# Experimental Assessment of Logic Circuit Performance Variability with Regular Fabrics at 90nm Technology Node

Sungdae Choi, Katsuyuki Ikeuchi, Hyunkyung Kim, Kenichi Inagaki, Masami Murakata\*, Nobuyuki Nishiguchi\*, Makoto Takamiya and Takayasu Sakurai

The University of Tokyo, Japan

\* Semiconductor Technology Academic Research Center (STARC), Japan

(sungdae@iis.u-tokyo.ac.jp)

*Abstract* Regular fabric structure is expected to reduce the process variations and increase the yield in sub-micron technology regime. Few experimental assessments, however, for the effectiveness of the regular structures has been carried out yet. In this paper, three kinds of circuit blocks are implemented with four kinds of layout styles with different regularity, and the effect of regularity on the circuit performance variations is evaluated. A test chip is fabricated with 90nm CMOS logic process and measured results show that the regular structure increases average delay, and the worst delay of the regular structure is not better than the worst delay of normal circuits with irregular standard cells.

## I. INTRODUCTION

Performance variations due to the device mismatches and random process parameters are crucial problems to reduce the chip cost as the technology scales down to deep submicron. Many researches find out the source of the variations [1, 2, 3], and regular fabric structure is expected to be one of the promising solutions [4, 5, 6] in the circuit design level. There are, however, few researches on how much regular structures are attractive from the variation and performance point of view, although layout is revealed to have huge impact on lithography-induced variability [7]. This work focuses on the effect of the layout regularity on the performance and variations of the chip.

# II. TEST STRUCTURES WITH VARIOUS LAYOUT STYLES

3- and 11-stage ring oscillators (RO3, RO11) with four layout patterns, composition of regular and irregular MOSFET fabric structure and interconnections, are implemented. And the effects of the regularity on the circuit performance and variation are analyzed by measuring the oscillation frequency of each RO. The oscillation frequency is determined only by the devices which construct the RO chain. And the frequency is more robust to noise than voltage and current. Adders with best-effort clock operation are also implemented with various layout patterns to survey the performance and variations in practical logic which is more complicated than simple ROs. They are design to generate periodic signal as soon as they finish the calculation so that the measured frequency distributions represent the performance and variations. Each of RO and adder patterns has 128 and 64 samples, respectively, and the frequency is measured using specially-cared frequency dividers (FD). Since the variation of each device is averaged out as the number of the oscillation stage increases [8], the oscillation frequencies of RO3, the shortest number of oscillation stage, maximize the effect of the local random variations. RO11s are measured in order to compare the effect of the number of the logic stage. 16-bit ripple-carry adders with best-effort clock operation show the results of practical circuit situations.
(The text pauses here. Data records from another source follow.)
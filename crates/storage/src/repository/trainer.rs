use sqlx::{QueryBuilder, Sqlite, SqlitePool};

use crate::dto::trainer::CreateTrainerRequest;
use crate::error::{Result, StorageError};
use crate::models::{Status, Trainer};

const TRAINER_COLUMNS: &str = "id, name, specialty, experience_years, rating, status";

pub struct TrainerRepository<'a> {
    pool: &'a SqlitePool,
}

impl<'a> TrainerRepository<'a> {
    pub fn new(pool: &'a SqlitePool) -> Self {
        Self { pool }
    }

    pub async fn list(&self, status: Option<Status>) -> Result<Vec<Trainer>> {
        let mut query: QueryBuilder<Sqlite> =
            QueryBuilder::new(format!("SELECT {TRAINER_COLUMNS} FROM trainers WHERE 1=1"));

        if let Some(status) = status {
            query.push(" AND status = ");
            query.push_bind(status);
        }

        query.push(" ORDER BY id");

        let trainers = query
            .build_query_as::<Trainer>()
            .fetch_all(self.pool)
            .await?;

        Ok(trainers)
    }

    pub async fn find_by_id(&self, id: i64) -> Result<Trainer> {
        let trainer = sqlx::query_as::<_, Trainer>(&format!(
            "SELECT {TRAINER_COLUMNS} FROM trainers WHERE id = ?"
        ))
        .bind(id)
        .fetch_optional(self.pool)
        .await?
        .ok_or(StorageError::NotFound)?;

        Ok(trainer)
    }

    pub async fn create(&self, req: &CreateTrainerRequest) -> Result<Trainer> {
        let trainer = sqlx::query_as::<_, Trainer>(&format!(
            r#"
            INSERT INTO trainers (name, specialty, experience_years, rating)
            VALUES (?, ?, ?, ?)
            RETURNING {TRAINER_COLUMNS}
            "#
        ))
        .bind(req.name.trim())
        .bind(req.specialty.trim())
        .bind(req.experience_years)
        .bind(req.rating)
        .fetch_one(self.pool)
        .await?;

        Ok(trainer)
    }

    /// Soft delete, classes already taught keep pointing at the trainer
    pub async fn deactivate(&self, id: i64) -> Result<()> {
        let result = sqlx::query("UPDATE trainers SET status = ? WHERE id = ?")
            .bind(Status::Inactive)
            .bind(id)
            .execute(self.pool)
            .await?;

        if result.rows_affected() == 0 {
            return Err(StorageError::NotFound);
        }

        Ok(())
    }

    pub async fn count_active(&self) -> Result<i64> {
        let count =
            sqlx::query_scalar::<_, i64>("SELECT COUNT(*) FROM trainers WHERE status = ?")
                .bind(Status::Active)
                .fetch_one(self.pool)
                .await?;

        Ok(count)
    }
}
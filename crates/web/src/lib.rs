use std::time::Duration;

use axum::Router;
use chrono::{Local, NaiveDate};
use storage::Database;
use tower::ServiceBuilder;
use tower_http::{
    cors::{Any, CorsLayer},
    trace::TraceLayer,
};
use utoipa::OpenApi;
use utoipa_swagger_ui::SwaggerUi;

pub mod config;
pub mod error;
mod features;
mod ui;

pub use config::Config;

#[derive(OpenApi)]
#[openapi(
    paths(
        features::members::handlers::list_members,
        features::members::handlers::get_member,
        features::members::handlers::create_member,
        features::members::handlers::deactivate_member,
        features::members::handlers::list_expiring,
        features::members::handlers::member_workouts,
        features::members::handlers::member_activity,
        features::members::handlers::member_recommendations,
        features::trainers::handlers::list_trainers,
        features::trainers::handlers::get_trainer,
        features::trainers::handlers::create_trainer,
        features::trainers::handlers::deactivate_trainer,
        features::workouts::handlers::list_workouts,
        features::workouts::handlers::create_workout,
        features::workouts::handlers::delete_workout,
        features::classes::handlers::list_classes,
        features::classes::handlers::list_upcoming,
        features::classes::handlers::get_class,
        features::classes::handlers::create_class,
        features::classes::handlers::delete_class,
        features::classes::handlers::list_class_bookings,
        features::classes::handlers::book_class,
        features::classes::handlers::get_booking,
        features::classes::handlers::cancel_booking,
        features::analytics::handlers::memberships,
        features::analytics::handlers::trainer_ratings,
        features::analytics::handlers::monthly,
        features::analytics::handlers::popular_exercises,
        features::analytics::handlers::calories,
        features::analytics::handlers::trainer_load,
        features::analytics::handlers::time_slots,
        features::analytics::handlers::heatmap,
        features::dashboard::handlers::get_dashboard,
    ),
    components(
        schemas(
            storage::dto::member::CreateMemberRequest,
            storage::dto::member::ExpiringMember,
            storage::dto::trainer::CreateTrainerRequest,
            storage::dto::workout::CreateWorkoutRequest,
            storage::dto::workout::WorkoutRecordDetail,
            storage::dto::workout::MemberActivity,
            storage::dto::workout::DailyCalories,
            storage::dto::workout::ExerciseCount,
            storage::dto::workout::WorkoutRecommendation,
            storage::dto::class::CreateClassRequest,
            storage::dto::class::ClassListing,
            storage::dto::booking::BookClassRequest,
            storage::dto::booking::BookingDetail,
            storage::dto::dashboard::DashboardSummary,
            storage::dto::analytics::MembershipCount,
            storage::dto::analytics::TrainerRating,
            storage::dto::analytics::MonthlyActivity,
            storage::dto::analytics::PopularExercise,
            storage::dto::analytics::ExerciseCalories,
            storage::dto::analytics::TrainerLoad,
            storage::dto::analytics::TimeSlot,
            storage::dto::analytics::TimeSlotLoad,
            storage::dto::analytics::ActivityHeatmap,
            storage::models::Member,
            storage::models::MembershipType,
            storage::models::Status,
            storage::models::Trainer,
            storage::models::WorkoutRecord,
            storage::models::GymClass,
            storage::models::Booking,
            storage::models::BookingStatus,
        )
    ),
    tags(
        (name = "members", description = "Member registration and expiry"),
        (name = "trainers", description = "Trainer management"),
        (name = "workouts", description = "Workout records"),
        (name = "classes", description = "Class schedule"),
        (name = "bookings", description = "Class bookings"),
        (name = "analytics", description = "Aggregated statistics"),
        (name = "dashboard", description = "Daily overview"),
    )
)]
pub struct ApiDoc;

/// Current local date, the reference day for expiry, bookings and windows.
pub(crate) fn today() -> NaiveDate {
    Local::now().date_naive()
}

/// Build the full application: HTML views, JSON API and Swagger UI.
pub fn app(db: Database) -> Router {
    let cors = CorsLayer::new()
        .allow_origin(Any)
        .allow_methods(Any)
        .allow_headers(Any)
        .max_age(Duration::from_secs(3600));

    Router::new()
        .merge(ui::routes())
        .nest("/api", features::routes())
        .merge(SwaggerUi::new("/swagger-ui").url("/api-docs/openapi.json", ApiDoc::openapi()))
        .layer(
            ServiceBuilder::new()
                .layer(TraceLayer::new_for_http())
                .layer(cors),
        )
        .with_state(db)
}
Fig. 1 shows the block diagram of RO3s and RO11s. ROs consist of static logic gates such as NAND, NOR and inverter. All ROs place neighbored to keep the layout regularity. And all edges of the regularity-considered area are filled with regular dummy patterns to prevent the systematic variations of edgeplaced samples. In the peripheral area, each FD with minimum capacitive load is dedicated to a single RO to minimize the interconnection load and preserve the RO's characteristic frequency. Once the frequency is divided and buffered, it passes through the shared dividing path which consists of FD and XOR gates. External address activates only one RO at a time, and corresponding frequency passes through the shared dividing blocks. Shared dividing path of RO3, RO11 and adder has 10, 7 and 6 FDs, respectively, so that the generated frequencies show order of MHz range from the pad and are easy to measure with off-chip measurement.



Fig. 1 Block diagram of ROs structure (16 clusters x 8 ROs)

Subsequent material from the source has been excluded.